__DATA EXTRACTS__

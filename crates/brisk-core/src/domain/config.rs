//! Application configuration.
//!
//! [`Settings`] is the merged view of the project's `.env` file and the
//! external environment. [`ApplicationConfig`] is derived from it once, at
//! the end of bootstrap, and never changes afterwards.

use std::collections::BTreeMap;
use std::path::{Path, PathBuf};

use serde::Serialize;

use crate::domain::engine::RenderEngine;
use crate::domain::layout::VIEWS_DIR;

/// Environment key holding the debug flag.
pub const DEBUG_KEY: &str = "DEBUG";
/// Environment key holding the listen port.
pub const PORT_KEY: &str = "PORT";
/// Environment key holding the renderer name.
pub const RENDERER_KEY: &str = "RENDERER";

const RECOGNIZED_KEYS: [&str; 3] = [DEBUG_KEY, PORT_KEY, RENDERER_KEY];

/// Resolved key/value configuration.
///
/// Built with load-if-absent semantics: a key already present in the external
/// environment keeps its external value; the env file only fills gaps.
#[derive(Debug, Clone, Default, PartialEq, Eq)]
pub struct Settings {
    values: BTreeMap<String, String>,
}

impl Settings {
    /// Merge env-file entries with an external lookup.
    ///
    /// Recognized keys are resolved even when the file does not mention them,
    /// so `PORT=8080 brisk serve` works against an empty `.env`.
    pub fn merge<F>(file_entries: impl IntoIterator<Item = (String, String)>, external: F) -> Self
    where
        F: Fn(&str) -> Option<String>,
    {
        let mut values = BTreeMap::new();

        // A key repeated in the file takes its last value.
        for (key, value) in file_entries {
            let resolved = external(&key).unwrap_or(value);
            values.insert(key, resolved);
        }

        for key in RECOGNIZED_KEYS {
            if !values.contains_key(key) {
                if let Some(value) = external(key) {
                    values.insert(key.to_owned(), value);
                }
            }
        }

        Self { values }
    }

    pub fn get(&self, key: &str) -> Option<&str> {
        self.values.get(key).map(String::as_str)
    }

    /// `DEBUG` as a boolean. Absent or malformed values are `false`.
    pub fn debug(&self) -> bool {
        self.get(DEBUG_KEY).and_then(parse_bool).unwrap_or(false)
    }

    /// Raw `PORT`, or the empty string.
    pub fn port(&self) -> &str {
        self.get(PORT_KEY).unwrap_or_default()
    }

    /// Raw `RENDERER`, or the empty string.
    pub fn renderer(&self) -> &str {
        self.get(RENDERER_KEY).unwrap_or_default()
    }

    pub fn len(&self) -> usize {
        self.values.len()
    }

    pub fn is_empty(&self) -> bool {
        self.values.is_empty()
    }
}

/// Parse a boolean literal.
///
/// Accepts `1 t T TRUE true True` and `0 f F FALSE false False`; anything
/// else is `None`.
pub fn parse_bool(raw: &str) -> Option<bool> {
    match raw {
        "1" | "t" | "T" | "TRUE" | "true" | "True" => Some(true),
        "0" | "f" | "F" | "FALSE" | "false" | "False" => Some(false),
        _ => None,
    }
}

/// Frozen configuration of a bootstrapped application.
///
/// Every field is populated at freeze time and read-only afterwards.
#[derive(Debug, Clone, PartialEq, Eq, Serialize)]
pub struct ApplicationConfig {
    app_name: String,
    debug: bool,
    version: String,
    root_path: PathBuf,
    renderer: RenderEngine,
    renderer_name: String,
    port: String,
}

impl ApplicationConfig {
    /// Snapshot `settings` for the application rooted at `root_path`.
    pub fn freeze(app_name: String, root_path: PathBuf, settings: &Settings) -> Self {
        let renderer_name = settings.renderer().to_owned();
        Self {
            app_name,
            debug: settings.debug(),
            version: crate::VERSION.to_owned(),
            root_path,
            renderer: RenderEngine::from_name(&renderer_name),
            renderer_name,
            port: settings.port().to_owned(),
        }
    }

    pub fn app_name(&self) -> &str {
        &self.app_name
    }

    pub fn debug(&self) -> bool {
        self.debug
    }

    /// Framework version the application was bootstrapped with.
    pub fn version(&self) -> &str {
        &self.version
    }

    pub fn root_path(&self) -> &Path {
        &self.root_path
    }

    pub fn renderer(&self) -> RenderEngine {
        self.renderer
    }

    /// Renderer name exactly as configured.
    pub fn renderer_name(&self) -> &str {
        &self.renderer_name
    }

    pub fn port(&self) -> &str {
        &self.port
    }

    /// `<root>/views`.
    pub fn views_dir(&self) -> PathBuf {
        self.root_path.join(VIEWS_DIR)
    }
}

__YOUR TASK__
All lines above with "only" in them should be returned.

__OUTPUT OF THE TASK__
/// environment keeps its external value; the env file only fills gaps.
/// Every field is populated at freeze time and read-only afterwards.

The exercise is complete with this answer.